Une information judiciaire pour favoritisme et recel de favoritisme a été ouverte vendredi 7 juillet dans l'affaire du déplacement d'Emmanuel Macron à Las Vegas, en janvier 2016. Principale visée : la ministre du Travail, Muriel Pénicaud. L'organisation de la soirée aurait été attribuée à l'agence Havas, sans appel d'offres, par l'organisme Business France, qui avait alors à sa tête Muriel Pénicaud. "Il y a une enquête est en cours, tout simplement" a défendu Aurore Bergé, députée LREM de la 10ème circonscription des Yvelines. 

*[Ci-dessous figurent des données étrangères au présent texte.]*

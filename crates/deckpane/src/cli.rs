use clap::{ArgAction, Parser, Subcommand, ValueEnum};
use std::path::PathBuf;

#[derive(Parser)]
#[command(name = "deckpane")]
#[command(author, version, about)]
#[command(long_about = "Live slide-deck preview for Markdown documents.\n\n\
    Write Marp-style Markdown in your editor and watch the deck update.\n\n\
    Examples:\n  \
    deckpane slides.md                 Preview, writing slides.preview.html\n  \
    deckpane export slides.md --pdf    Write a print-ready document\n  \
    deckpane count slides.md           Print the number of slides\n  \
    deckpane route my-deck --token t   Print the host route for a deck")]
#[command(propagate_version = true)]
#[command(args_conflicts_with_subcommands = true)]
pub struct Cli {
    /// Markdown file to preview
    pub file: Option<PathBuf>,

    #[command(subcommand)]
    pub command: Option<Commands>,

    /// Where to write the live preview page
    #[arg(long, global = false)]
    pub out: Option<PathBuf>,

    /// Start on a specific slide (1-indexed)
    #[arg(long, global = false)]
    pub slide: Option<usize>,

    /// Increase output verbosity (-v for debug, -vv for trace)
    #[arg(short, long, action = ArgAction::Count, global = true)]
    pub verbose: u8,

    /// Suppress non-essential output
    #[arg(short, long, global = true)]
    pub quiet: bool,

    /// Disable colored output
    #[arg(long, global = true)]
    pub no_color: bool,
}

#[derive(Subcommand)]
pub enum Commands {
    /// Preview a deck, re-rendering whenever the file changes
    Preview {
        /// Markdown file to preview
        file: PathBuf,

        /// Where to write the live preview page
        #[arg(long)]
        out: Option<PathBuf>,

        /// Start on a specific slide (1-indexed)
        #[arg(long)]
        slide: Option<usize>,
    },

    /// Export a deck as a standalone HTML document
    Export {
        /// Markdown file to export
        file: PathBuf,

        /// Output file (defaults to the input with an .html extension)
        #[arg(short, long)]
        output: Option<PathBuf>,

        /// Add print page setup and open the print dialog on load
        #[arg(long)]
        pdf: bool,
    },

    /// Print the number of slides in a deck
    Count {
        /// Markdown file to count
        file: PathBuf,
    },

    /// Print the host route for a document
    Route {
        /// Document id
        doc_id: String,

        /// Access token to append
        #[arg(long)]
        token: Option<String>,
    },

    /// Run the create-deck action and print its result
    Create {
        /// Title of the new deck
        #[arg(long)]
        title: Option<String>,
    },

    /// View and modify configuration
    Config {
        #[command(subcommand)]
        command: ConfigCommands,
    },

    /// Generate shell completions
    Completion {
        /// Target shell
        #[arg(value_enum)]
        shell: Shell,
    },

    /// Show version information
    Version,
}

#[derive(Subcommand)]
pub enum ConfigCommands {
    /// Display current configuration
    Show,

    /// Set a configuration value
    Set {
        /// Configuration key (e.g. preview.save_delay_ms, preview.theme, store.dir)
        key: String,

        /// Value to set
        value: String,
    },
}

#[derive(Clone, ValueEnum)]
pub enum Shell {
    Bash,
    Zsh,
    Fish,
    Powershell,
}

impl Cli {
    pub fn run(self) -> anyhow::Result<()> {
        match self.command {
            Some(Commands::Preview { file, out, slide }) => {
                crate::commands::preview::run(file, out, slide, self.quiet)
            }
            Some(Commands::Export { file, output, pdf }) => {
                crate::commands::export::run(file, output, pdf, self.quiet)
            }
            Some(Commands::Count { file }) => crate::commands::deck::count(&file),
            Some(Commands::Route { doc_id, token }) => {
                crate::commands::deck::route(&doc_id, token.as_deref());
                Ok(())
            }
            Some(Commands::Create { title }) => crate::commands::deck::create(title),
            Some(Commands::Config { command }) => crate::commands::config::run(command),
            Some(Commands::Completion { shell }) => {
                crate::commands::completion::run(shell);
                Ok(())
            }
            Some(Commands::Version) => {
                crate::commands::version::run();
                Ok(())
            }
            None => {
                if let Some(file) = self.file {
                    crate::commands::preview::run(file, self.out, self.slide, self.quiet)
                } else {
                    use clap::CommandFactory;
                    let mut cmd = Self::command();
                    cmd.print_help()?;
                    println!();
                    Ok(())
                }
            }
        }
    }
}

"L'enquête est en cours" a rebondi Soazig Quéméner, rédactrice en chef politique de Marianne, à la différence selon elle, qu'"on est qu'au début" de l'affaire, "assez tentaculaire."  Elle a repris la défense du gouvernement, qui oppose "un contrat cadre qui était plus grand que le contrat pour cette soirée à Las Vegas (...) Mais ce contrat Havas pose aussi des questions parce qu’il y a des proches d’Emmanuel Macron qui ont travaillé chez Havas" a dénoncé la journaliste, "donc ça pose la question de la relation avec cette entité de communication propriété de Bolloré."

La "potion amère pour les fonctionnaires" et le "paravent Fillon"

Après le gel du point d'indice de leurs salaires, dévoilé jeudi 29 juin, le gouvernement d'Édouard Philippe a annoncé le rétablissement du jour de carence des fonctionnaires, jeudi 6 juillet. "C'est une potion très dure, très amère pour les fonctionnaires" a reconnu Soazig Quéméner, "mais c'était une potion annoncée." 

La journaliste a rappelé que "ces annonces étaient présentes dans la campagne" d'Emmanuel Macron. Elle a donné plusieurs exemples : "non remplacement de 120 000 fonctionnaires, le jour de carence..." "On savait exactement ce qu’il allait se passer" a-t-elle repris, "mais il y avait un paravent dans la campagne : François Fillon. François Fillon, c’était 500 000 fonctionnaires."